## Dataset entries
----

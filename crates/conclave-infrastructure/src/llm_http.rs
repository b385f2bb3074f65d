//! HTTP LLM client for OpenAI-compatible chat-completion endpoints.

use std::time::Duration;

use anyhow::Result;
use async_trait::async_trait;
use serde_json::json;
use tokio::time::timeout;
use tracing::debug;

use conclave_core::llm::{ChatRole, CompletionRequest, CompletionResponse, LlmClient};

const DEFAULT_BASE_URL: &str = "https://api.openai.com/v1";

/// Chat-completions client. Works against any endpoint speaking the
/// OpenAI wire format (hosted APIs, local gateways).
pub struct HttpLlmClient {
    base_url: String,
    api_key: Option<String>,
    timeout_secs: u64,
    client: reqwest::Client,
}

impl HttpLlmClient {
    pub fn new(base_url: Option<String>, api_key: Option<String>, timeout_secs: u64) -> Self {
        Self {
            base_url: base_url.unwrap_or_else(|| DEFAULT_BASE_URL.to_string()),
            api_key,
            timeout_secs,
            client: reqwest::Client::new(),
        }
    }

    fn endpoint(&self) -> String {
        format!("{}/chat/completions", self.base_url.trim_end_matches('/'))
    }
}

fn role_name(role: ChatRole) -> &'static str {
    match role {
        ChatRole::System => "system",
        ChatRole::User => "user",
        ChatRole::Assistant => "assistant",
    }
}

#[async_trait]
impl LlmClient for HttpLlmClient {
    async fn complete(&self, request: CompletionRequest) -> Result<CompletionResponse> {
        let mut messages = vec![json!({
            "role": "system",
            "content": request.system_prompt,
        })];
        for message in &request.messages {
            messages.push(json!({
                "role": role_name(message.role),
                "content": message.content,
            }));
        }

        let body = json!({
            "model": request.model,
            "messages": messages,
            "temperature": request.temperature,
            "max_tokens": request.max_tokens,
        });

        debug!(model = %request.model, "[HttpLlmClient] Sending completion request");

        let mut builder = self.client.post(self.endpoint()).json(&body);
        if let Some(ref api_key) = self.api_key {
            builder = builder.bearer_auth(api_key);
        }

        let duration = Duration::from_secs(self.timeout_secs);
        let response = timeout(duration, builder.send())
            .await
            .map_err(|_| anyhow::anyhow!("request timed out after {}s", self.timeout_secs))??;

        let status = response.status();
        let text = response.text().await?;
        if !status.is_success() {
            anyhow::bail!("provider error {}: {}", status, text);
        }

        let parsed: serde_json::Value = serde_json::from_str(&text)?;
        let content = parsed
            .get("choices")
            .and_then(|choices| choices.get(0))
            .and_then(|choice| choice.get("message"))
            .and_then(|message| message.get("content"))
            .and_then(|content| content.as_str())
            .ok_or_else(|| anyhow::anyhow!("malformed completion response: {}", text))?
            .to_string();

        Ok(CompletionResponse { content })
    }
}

----

Go through the entries. Report every line that contains the word "HttpLlmClient".

## Solved problem
pub struct HttpLlmClient {
impl HttpLlmClient {
impl LlmClient for HttpLlmClient {
        debug!(model = %request.model, "[HttpLlmClient] Sending completion request");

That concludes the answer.